What to produce – In the entries below, the lines from the one with "filename src/listing.rs" through the one with "pub async fn" are to be copied exactly; both ends count.

******

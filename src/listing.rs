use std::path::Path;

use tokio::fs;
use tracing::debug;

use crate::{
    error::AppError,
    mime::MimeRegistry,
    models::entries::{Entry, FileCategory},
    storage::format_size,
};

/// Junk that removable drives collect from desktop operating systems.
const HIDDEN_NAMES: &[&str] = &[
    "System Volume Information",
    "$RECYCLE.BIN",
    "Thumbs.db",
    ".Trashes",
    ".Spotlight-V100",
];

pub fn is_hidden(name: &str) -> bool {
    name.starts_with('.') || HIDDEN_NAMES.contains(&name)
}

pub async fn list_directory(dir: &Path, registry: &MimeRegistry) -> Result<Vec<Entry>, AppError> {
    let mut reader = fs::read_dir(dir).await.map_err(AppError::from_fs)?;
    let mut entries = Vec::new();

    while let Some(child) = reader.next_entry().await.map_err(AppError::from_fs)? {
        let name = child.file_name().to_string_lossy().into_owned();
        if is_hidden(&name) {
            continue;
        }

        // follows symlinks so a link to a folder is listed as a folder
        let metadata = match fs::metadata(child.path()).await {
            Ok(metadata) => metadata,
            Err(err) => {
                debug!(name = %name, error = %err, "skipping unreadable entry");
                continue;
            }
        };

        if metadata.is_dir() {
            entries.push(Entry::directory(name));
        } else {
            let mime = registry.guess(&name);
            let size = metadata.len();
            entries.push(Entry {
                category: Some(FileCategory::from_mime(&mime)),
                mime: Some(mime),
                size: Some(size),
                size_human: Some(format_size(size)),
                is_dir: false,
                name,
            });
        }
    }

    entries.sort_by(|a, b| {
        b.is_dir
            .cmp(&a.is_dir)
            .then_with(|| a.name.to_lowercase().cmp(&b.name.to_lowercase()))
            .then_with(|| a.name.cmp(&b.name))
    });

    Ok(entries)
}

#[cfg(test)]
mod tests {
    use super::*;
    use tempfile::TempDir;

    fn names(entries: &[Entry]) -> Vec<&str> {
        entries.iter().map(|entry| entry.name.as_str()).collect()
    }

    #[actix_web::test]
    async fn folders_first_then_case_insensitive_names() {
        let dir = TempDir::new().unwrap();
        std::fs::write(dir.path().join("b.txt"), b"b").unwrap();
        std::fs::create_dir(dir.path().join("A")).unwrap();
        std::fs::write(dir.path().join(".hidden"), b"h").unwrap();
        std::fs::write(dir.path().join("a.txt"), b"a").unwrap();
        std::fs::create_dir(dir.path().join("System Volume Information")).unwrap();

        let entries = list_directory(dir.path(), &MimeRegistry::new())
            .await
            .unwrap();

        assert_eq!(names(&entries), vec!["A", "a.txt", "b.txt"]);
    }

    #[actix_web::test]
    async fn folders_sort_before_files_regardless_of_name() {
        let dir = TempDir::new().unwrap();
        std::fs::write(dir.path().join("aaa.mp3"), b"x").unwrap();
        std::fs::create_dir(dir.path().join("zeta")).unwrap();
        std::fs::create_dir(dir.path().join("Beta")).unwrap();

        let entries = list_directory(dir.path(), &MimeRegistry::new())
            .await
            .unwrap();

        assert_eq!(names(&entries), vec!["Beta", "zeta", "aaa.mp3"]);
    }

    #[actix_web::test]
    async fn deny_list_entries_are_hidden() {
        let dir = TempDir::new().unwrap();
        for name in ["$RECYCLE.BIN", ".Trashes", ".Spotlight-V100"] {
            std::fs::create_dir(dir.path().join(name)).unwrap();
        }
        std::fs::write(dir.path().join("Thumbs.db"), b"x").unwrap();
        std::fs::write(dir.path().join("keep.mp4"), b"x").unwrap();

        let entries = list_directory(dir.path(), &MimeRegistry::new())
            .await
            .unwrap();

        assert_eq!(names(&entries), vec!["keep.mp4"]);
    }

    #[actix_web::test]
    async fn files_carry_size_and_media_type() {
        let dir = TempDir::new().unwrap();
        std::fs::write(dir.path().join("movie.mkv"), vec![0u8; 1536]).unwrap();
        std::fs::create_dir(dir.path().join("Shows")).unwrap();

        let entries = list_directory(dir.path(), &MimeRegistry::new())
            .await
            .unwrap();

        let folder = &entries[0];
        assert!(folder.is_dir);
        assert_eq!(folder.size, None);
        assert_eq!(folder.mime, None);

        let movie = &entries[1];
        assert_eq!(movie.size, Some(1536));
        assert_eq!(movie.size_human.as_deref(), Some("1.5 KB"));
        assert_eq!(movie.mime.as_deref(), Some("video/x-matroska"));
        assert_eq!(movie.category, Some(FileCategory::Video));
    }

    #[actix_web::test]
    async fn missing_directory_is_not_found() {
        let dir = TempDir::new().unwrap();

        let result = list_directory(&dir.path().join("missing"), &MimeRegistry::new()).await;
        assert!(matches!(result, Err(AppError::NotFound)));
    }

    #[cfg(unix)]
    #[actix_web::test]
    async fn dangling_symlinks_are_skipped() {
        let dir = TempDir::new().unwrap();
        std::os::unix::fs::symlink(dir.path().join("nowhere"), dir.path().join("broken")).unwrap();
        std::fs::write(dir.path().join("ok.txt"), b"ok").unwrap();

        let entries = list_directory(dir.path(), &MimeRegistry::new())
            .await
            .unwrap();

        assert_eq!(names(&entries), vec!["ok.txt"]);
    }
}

******

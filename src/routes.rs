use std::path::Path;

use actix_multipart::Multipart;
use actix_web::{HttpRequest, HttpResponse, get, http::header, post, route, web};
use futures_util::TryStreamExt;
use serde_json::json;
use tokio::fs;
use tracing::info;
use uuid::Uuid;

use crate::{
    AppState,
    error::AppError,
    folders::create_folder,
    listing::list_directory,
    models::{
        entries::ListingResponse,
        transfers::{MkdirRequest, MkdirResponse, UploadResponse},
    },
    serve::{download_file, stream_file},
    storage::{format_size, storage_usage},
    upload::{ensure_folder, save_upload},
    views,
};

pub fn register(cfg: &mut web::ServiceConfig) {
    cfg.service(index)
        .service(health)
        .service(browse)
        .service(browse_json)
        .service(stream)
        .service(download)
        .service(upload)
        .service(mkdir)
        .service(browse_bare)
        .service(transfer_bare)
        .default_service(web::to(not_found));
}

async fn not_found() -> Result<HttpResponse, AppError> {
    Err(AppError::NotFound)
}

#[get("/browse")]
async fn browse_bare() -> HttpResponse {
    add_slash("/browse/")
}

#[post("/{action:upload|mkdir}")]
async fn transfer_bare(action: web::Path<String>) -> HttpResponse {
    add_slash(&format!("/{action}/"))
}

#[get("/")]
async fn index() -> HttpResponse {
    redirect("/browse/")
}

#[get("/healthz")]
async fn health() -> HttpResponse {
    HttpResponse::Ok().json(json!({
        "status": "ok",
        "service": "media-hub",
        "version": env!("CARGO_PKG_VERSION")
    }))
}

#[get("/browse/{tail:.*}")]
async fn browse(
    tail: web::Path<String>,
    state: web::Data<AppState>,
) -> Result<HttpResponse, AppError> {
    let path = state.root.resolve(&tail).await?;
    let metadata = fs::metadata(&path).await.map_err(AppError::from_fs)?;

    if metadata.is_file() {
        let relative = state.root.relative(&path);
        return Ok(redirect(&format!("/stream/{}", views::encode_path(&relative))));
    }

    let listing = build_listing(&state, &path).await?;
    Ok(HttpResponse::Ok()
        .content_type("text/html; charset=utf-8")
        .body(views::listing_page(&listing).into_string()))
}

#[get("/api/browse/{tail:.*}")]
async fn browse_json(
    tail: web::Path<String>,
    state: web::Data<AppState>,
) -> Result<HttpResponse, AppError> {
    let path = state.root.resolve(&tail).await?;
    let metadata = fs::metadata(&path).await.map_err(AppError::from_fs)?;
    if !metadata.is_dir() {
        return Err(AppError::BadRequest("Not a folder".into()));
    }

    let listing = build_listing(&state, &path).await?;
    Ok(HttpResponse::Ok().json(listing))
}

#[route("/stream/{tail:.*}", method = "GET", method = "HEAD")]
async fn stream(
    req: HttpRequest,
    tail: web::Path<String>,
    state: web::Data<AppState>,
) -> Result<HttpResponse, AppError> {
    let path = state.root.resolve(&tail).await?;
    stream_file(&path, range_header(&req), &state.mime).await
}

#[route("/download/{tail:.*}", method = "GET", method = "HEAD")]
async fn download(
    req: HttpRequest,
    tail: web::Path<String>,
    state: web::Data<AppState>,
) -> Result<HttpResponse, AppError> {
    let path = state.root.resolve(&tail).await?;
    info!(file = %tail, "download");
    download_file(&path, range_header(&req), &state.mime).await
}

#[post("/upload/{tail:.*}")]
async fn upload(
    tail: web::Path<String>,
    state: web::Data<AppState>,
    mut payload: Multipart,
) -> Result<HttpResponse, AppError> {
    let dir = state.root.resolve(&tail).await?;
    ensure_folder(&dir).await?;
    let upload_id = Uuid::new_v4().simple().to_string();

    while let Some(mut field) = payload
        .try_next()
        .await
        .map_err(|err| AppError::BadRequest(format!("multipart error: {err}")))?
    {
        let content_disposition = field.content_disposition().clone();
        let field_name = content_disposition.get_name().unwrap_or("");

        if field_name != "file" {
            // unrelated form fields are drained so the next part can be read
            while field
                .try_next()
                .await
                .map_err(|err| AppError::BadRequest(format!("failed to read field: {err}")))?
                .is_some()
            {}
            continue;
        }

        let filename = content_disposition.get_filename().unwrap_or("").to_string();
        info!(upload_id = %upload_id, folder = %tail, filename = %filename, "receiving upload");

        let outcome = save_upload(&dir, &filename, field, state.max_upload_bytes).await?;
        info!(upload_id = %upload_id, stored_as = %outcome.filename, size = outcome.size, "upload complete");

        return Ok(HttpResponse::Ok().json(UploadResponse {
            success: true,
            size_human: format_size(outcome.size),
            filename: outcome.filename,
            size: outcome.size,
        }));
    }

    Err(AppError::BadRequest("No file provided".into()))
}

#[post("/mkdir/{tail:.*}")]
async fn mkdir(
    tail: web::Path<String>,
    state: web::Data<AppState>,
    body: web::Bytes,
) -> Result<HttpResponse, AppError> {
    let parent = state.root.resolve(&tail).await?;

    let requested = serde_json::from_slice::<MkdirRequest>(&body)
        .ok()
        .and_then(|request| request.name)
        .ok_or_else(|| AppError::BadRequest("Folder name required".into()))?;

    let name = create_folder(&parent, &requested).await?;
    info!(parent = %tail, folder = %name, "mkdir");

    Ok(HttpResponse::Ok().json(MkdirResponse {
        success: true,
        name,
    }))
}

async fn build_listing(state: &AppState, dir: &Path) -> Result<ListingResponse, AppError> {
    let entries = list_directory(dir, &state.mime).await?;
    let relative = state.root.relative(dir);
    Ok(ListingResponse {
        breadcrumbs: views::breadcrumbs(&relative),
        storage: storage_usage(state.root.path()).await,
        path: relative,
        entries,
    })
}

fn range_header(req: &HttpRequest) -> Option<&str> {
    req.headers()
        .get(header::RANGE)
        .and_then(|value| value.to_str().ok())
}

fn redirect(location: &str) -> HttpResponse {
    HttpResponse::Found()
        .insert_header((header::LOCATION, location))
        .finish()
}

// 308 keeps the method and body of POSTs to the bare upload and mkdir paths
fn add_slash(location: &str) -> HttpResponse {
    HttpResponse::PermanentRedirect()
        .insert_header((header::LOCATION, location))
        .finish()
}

******

Result of the task –
filename src/listing.rs
use std::path::Path;

use tokio::fs;
use tracing::debug;

use crate::{
    error::AppError,
    mime::MimeRegistry,
    models::entries::{Entry, FileCategory},
    storage::format_size,
};

/// Junk that removable drives collect from desktop operating systems.
const HIDDEN_NAMES: &[&str] = &[
    "System Volume Information",
    "$RECYCLE.BIN",
    "Thumbs.db",
    ".Trashes",
    ".Spotlight-V100",
];

pub fn is_hidden(name: &str) -> bool {
    name.starts_with('.') || HIDDEN_NAMES.contains(&name)
}

pub async fn list_directory(dir: &Path, registry: &MimeRegistry) -> Result<Vec<Entry>, AppError> {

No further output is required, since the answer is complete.